#伊藤詩織さんを支持します
このハッシュタグを前に、私はツイートボタンを押せずにいた。もちろん、支持をしている。だけど何かを語ろうとぽかっと開けた口はブラックホールのように真っ暗で、何も、ない。
あの時の私には、語れるものが何もなかった。
性的被害を受けたことがない。なぜか、枠からはじかれた気分だった
公共交通機関の使用を最小限にしているのも相まってなのか、今まで性的に不快な出来事を体験したことがない。または、全く覚えていない。忘れてしまうほどの事だったのかもしれないし、自覚がなかっただけかもしれない。
だから、Twitterで「女性の大半は痴漢の経験がある、ハラスメントを受けたことがある」というようなツイートを見かけた私はパチンと枠からはじかれたようだった。心はぶらんと宙に浮いた。調べてみたところ、女性の約7割がその経験をしているらしい。まさか自分が少数派に当てはまるなんて思っていなかった。被害を受けて傷ついている女性がたくさんいる中、何も知らず生きている自分に罪悪感を覚えた。私みたいな人が多数派になればいいのにな、と思う。

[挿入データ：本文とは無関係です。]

use std::fs;
use std::io::ErrorKind;
use std::path::{Path, PathBuf};
use std::sync::atomic::{AtomicU64, Ordering};

use anyhow::{Context, Result, anyhow, bail};
use tokio::io::AsyncWriteExt;
use tracing::warn;

use crate::config::{DECRYPTED_EXTENSION, FILE_EXTENSION};
use crate::types::{FileInfo, ProcessorMode};

/// Reads the whole input file into memory.
pub async fn read_file(path: &Path) -> Result<Vec<u8>> {
    tokio::fs::read(path).await.with_context(|| format!("failed to read file: {}", path.display()))
}

/// Writes `data` to `path`, creating parent directories.
///
/// The data goes to a sibling temporary file that is synced and then renamed
/// over `path`, so readers see either the old file or the complete new one.
/// Refuses to replace an existing file unless `overwrite` is set.
pub async fn write_file(path: &Path, data: &[u8], overwrite: bool) -> Result<()> {
    if let Some(parent) = path.parent().filter(|p| !p.as_os_str().is_empty()) {
        tokio::fs::create_dir_all(parent).await.with_context(|| format!("failed to create directory: {}", parent.display()))?;
    }

    if !overwrite && tokio::fs::try_exists(path).await.with_context(|| format!("stat failed: {}", path.display()))? {
        bail!("output file already exists: {}", path.display());
    }

    let tmp = temp_path(path);
    if let Err(err) = write_and_rename(&tmp, path, data).await {
        match tokio::fs::remove_file(&tmp).await {
            Err(cleanup) if cleanup.kind() != ErrorKind::NotFound => warn!(path = %tmp.display(), error = %cleanup, "failed to remove temporary file"),
            _ => {}
        }
        return Err(err);
    }

    Ok(())
}

async fn write_and_rename(tmp: &Path, path: &Path, data: &[u8]) -> Result<()> {
    let mut file = tokio::fs::OpenOptions::new()
        .write(true)
        .create_new(true)
        .open(tmp)
        .await
        .with_context(|| format!("failed to create file: {}", tmp.display()))?;

    file.write_all(data).await.with_context(|| format!("failed to write file: {}", tmp.display()))?;
    file.sync_all().await.with_context(|| format!("failed to sync file: {}", tmp.display()))?;
    drop(file);

    tokio::fs::rename(tmp, path).await.with_context(|| format!("failed to replace file: {}", path.display()))
}

/// Unique hidden sibling of `path`; concurrent writers never share one.
fn temp_path(path: &Path) -> PathBuf {
    static COUNTER: AtomicU64 = AtomicU64::new(0);

    let name = path.file_name().unwrap_or_default().to_string_lossy();
    let id = COUNTER.fetch_add(1, Ordering::Relaxed);
    path.with_file_name(format!(".{name}.{}.{id}.tmp", std::process::id()))
}

pub async fn delete_file(path: &Path) -> Result<()> {
    if !path.exists() {
        bail!("not found: {}", path.display());
    }

    tokio::fs::remove_file(path).await.with_context(|| format!("cannot remove: {}", path.display()))
}

#[must_use = "the returned FileInfo should be used"]
pub fn get_file_info(path: &Path) -> Result<Option<FileInfo>> {
    let meta = match fs::metadata(path) {
        Ok(meta) => meta,
        Err(e) if e.kind() == ErrorKind::NotFound => return Ok(None),
        Err(e) => return Err(e).with_context(|| format!("stat failed: {}", path.display())),
    };

    Ok(Some(FileInfo { path: path.to_path_buf(), size: meta.len(), is_encrypted: is_encrypted_file(path) }))
}

pub fn get_file_info_list(paths: &[PathBuf]) -> Result<Vec<FileInfo>> {
    paths.iter().map(|path| get_file_info(path)?.ok_or_else(|| anyhow!("file not found: {}", path.display()))).collect()
}

/// Default output path for `input`.
///
/// Encryption appends `.encrypted`. Decryption strips it, or appends
/// `.decrypted` when the input does not carry the suffix.
#[must_use]
pub fn get_output_path(input: &Path, mode: ProcessorMode) -> PathBuf {
    let suffix = match mode {
        ProcessorMode::Encrypt => FILE_EXTENSION,
        ProcessorMode::Decrypt => {
            let name = input.as_os_str().to_string_lossy();
            match name.strip_suffix(FILE_EXTENSION) {
                Some(stripped) if !stripped.is_empty() && !stripped.ends_with(['/', '\\']) => return PathBuf::from(stripped),
                _ => DECRYPTED_EXTENSION,
            }
        }
    };

    let mut name = input.as_os_str().to_os_string();
    name.push(suffix);
    PathBuf::from(name)
}

#[inline]
#[must_use]
pub fn is_encrypted_file(path: &Path) -> bool {
    path.as_os_str().to_string_lossy().ends_with(FILE_EXTENSION)
}
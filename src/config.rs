//! Global Configuration Constants
//!
//! Fixed parameters of the container format and of the command-line front end.
//! The container has exactly one layout, so every size below is part of the
//! on-disk format: changing any of them makes existing artifacts unreadable.

/// Application name used in user interfaces.
pub const APP_NAME: &str = "Seal3D";

/// Suffix appended to encrypted files.
pub const FILE_EXTENSION: &str = ".encrypted";

/// Suffix appended on decryption when the input does not carry [`FILE_EXTENSION`].
pub const DECRYPTED_EXTENSION: &str = ".decrypted";

/// Environment variable consulted for the password before prompting.
pub const PASSWORD_ENV: &str = "SEAL3D_PASSWORD";

// === Key Derivation Parameters ===

/// PBKDF2 work factor.
///
/// Tuned to make offline guessing expensive while a single interactive
/// derivation stays well under a second on commodity hardware.
pub const PBKDF2_ITERATIONS: u32 = 100_000;

/// Length of the per-encryption salt in bytes.
pub const SALT_SIZE: usize = 16;

/// Length of the derived AES-256 key in bytes.
pub const KEY_SIZE: usize = 32;

// === AES-256-GCM Parameters ===

/// Size of the AES-GCM nonce in bytes.
pub const NONCE_SIZE: usize = 12;

/// Size of the GCM authentication tag appended to every ciphertext.
pub const TAG_SIZE: usize = 16;

// === Container Layout ===

/// Offset of the nonce inside a container.
pub const NONCE_OFFSET: usize = SALT_SIZE;

/// Offset of the ciphertext inside a container.
pub const CIPHERTEXT_OFFSET: usize = SALT_SIZE + NONCE_SIZE;

/// Shortest byte string that can be split into salt and nonce.
///
/// Anything shorter is rejected before key derivation.
pub const MIN_CONTAINER_SIZE: usize = CIPHERTEXT_OFFSET;

/// Size of a container holding an empty plaintext.
///
/// Containers between [`MIN_CONTAINER_SIZE`] and this size parse, but can
/// never authenticate.
pub const MIN_AUTHENTIC_CONTAINER_SIZE: usize = CIPHERTEXT_OFFSET + TAG_SIZE;

// === File Discovery ===

/// Patterns skipped by interactive file discovery.
pub const EXCLUDED_PATTERNS: &[&str] = &[
    "target",       // Rust build artifacts
    "vendor",       // vendored dependencies
    "node_modules", // Node.js dependencies
    ".git",         // Git repository metadata
    ".github",      // GitHub workflows and metadata
    ".config",      // User configuration files
    ".local",       // Local user data
    ".cache",       // Application cache files
    ".ssh",         // SSH keys and configuration
    ".gnupg",       // GPG keys and configuration
];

さて、ここまで読んで「なーんだ、痴漢されたことない人いるじゃん。みんな経験あるとか、嘘じゃん」と揚げ足取ろうとする人がいたら、それは絶対に許せない!経験ある子は大勢いる!論点をずらさないで!そして、引き続き私のエッセイ読んで!
当事者じゃなくてごめんなさい。共感できないことに負い目を感じた
話を戻すけど、私にとって、液晶に並ぶその”多数派の意見”は絵空事のようだった。
実際に会ったことのある知人もそうだと語っているのに、まるで遠い世界を覗いているようだった。これは現実だとわかっているのに、なぜだろう。同じ女性なのに、理解はできても共感ができないことが辛かった。これは私が当事者でないから?そんなことないはずだ。
だけど、どうしようもなく、負い目を感じてしまう。語れない自分に何ができるのかがわからなかった。語るものがない私が何を言ったとて、という虚しさがあった。辛さを共有できなくてごめんね、という気持ちがチクチク胸を刺した。
「生の声」により質量を持ち、ようやく手に取れた被害の実態
さて、そんな気持ちを抱えていることをこのエッセイを書く前に吐露した。そして聞いた「みんなは痴漢の経験ある?」と。そしたらどうだろう。その場にいたほぼ全員の女子が痴漢にまつわる経験を話してくれたのだ。「自分は経験はないけど、学校の友達が経験あるって言ってた」「あの電車の〇両目は乗らないほうがいいよって聞いた」などなど。想像以上に身近だった。びっくりした。そこで初めて、絵空事だった出来事が手に取れるようになった。つるつると液晶を流れていった言葉たちが初めて浮き出てきた。ああ、私、理解した”気”でいたんだな。ようやく、理解できた。
そこで実感した。
身近な人の、”生の声”の重さを。
液晶を通してだと伝わらない、”熱を持った言葉”の大切さを。
やっと言える、#伊藤詩織さんを支持します
そして私なりに考えた。私自身は当事者じゃないから自分の体験は語れない。だけど辛い思いをしたことがある人はたくさんいるんだよ、ってまずは身近な人に少しずつ伝えていきたい。多分私の周りでは無関心の人も多いだろうから、少しずつ関心を持ってもらいたい。そして理解者を増やしていきたい。
拡散というのはフォロワーが多い人から発せられるものではなく、初めは小さなコミュニティからどんどん広がっていくことが多いそうだ。以前読んだ本にそう書いてあった。だから私はそのスタイルでいこう。うーん、どうやって話振っていこうかな、いっぱい考えてみよう。いっぱい話してみよう。
最後に、このエッセイを書くにあたって、伊藤詩織さんの「Black Box」を拝読した。語れなかったのは、当事者でないから、だけじゃなかった。ちゃんと知らなかった、のだ。当事者じゃないからと、情報にすらアクセスしなかった自分を恥じた。そう、知れば語れるのだ。
今の司法の問題点、性被害の現実、そして痴漢の話をしてくれた仲間の生の声。これらを知った私は、今度こそハッキリと言います。
私は伊藤詩織さんを支持します。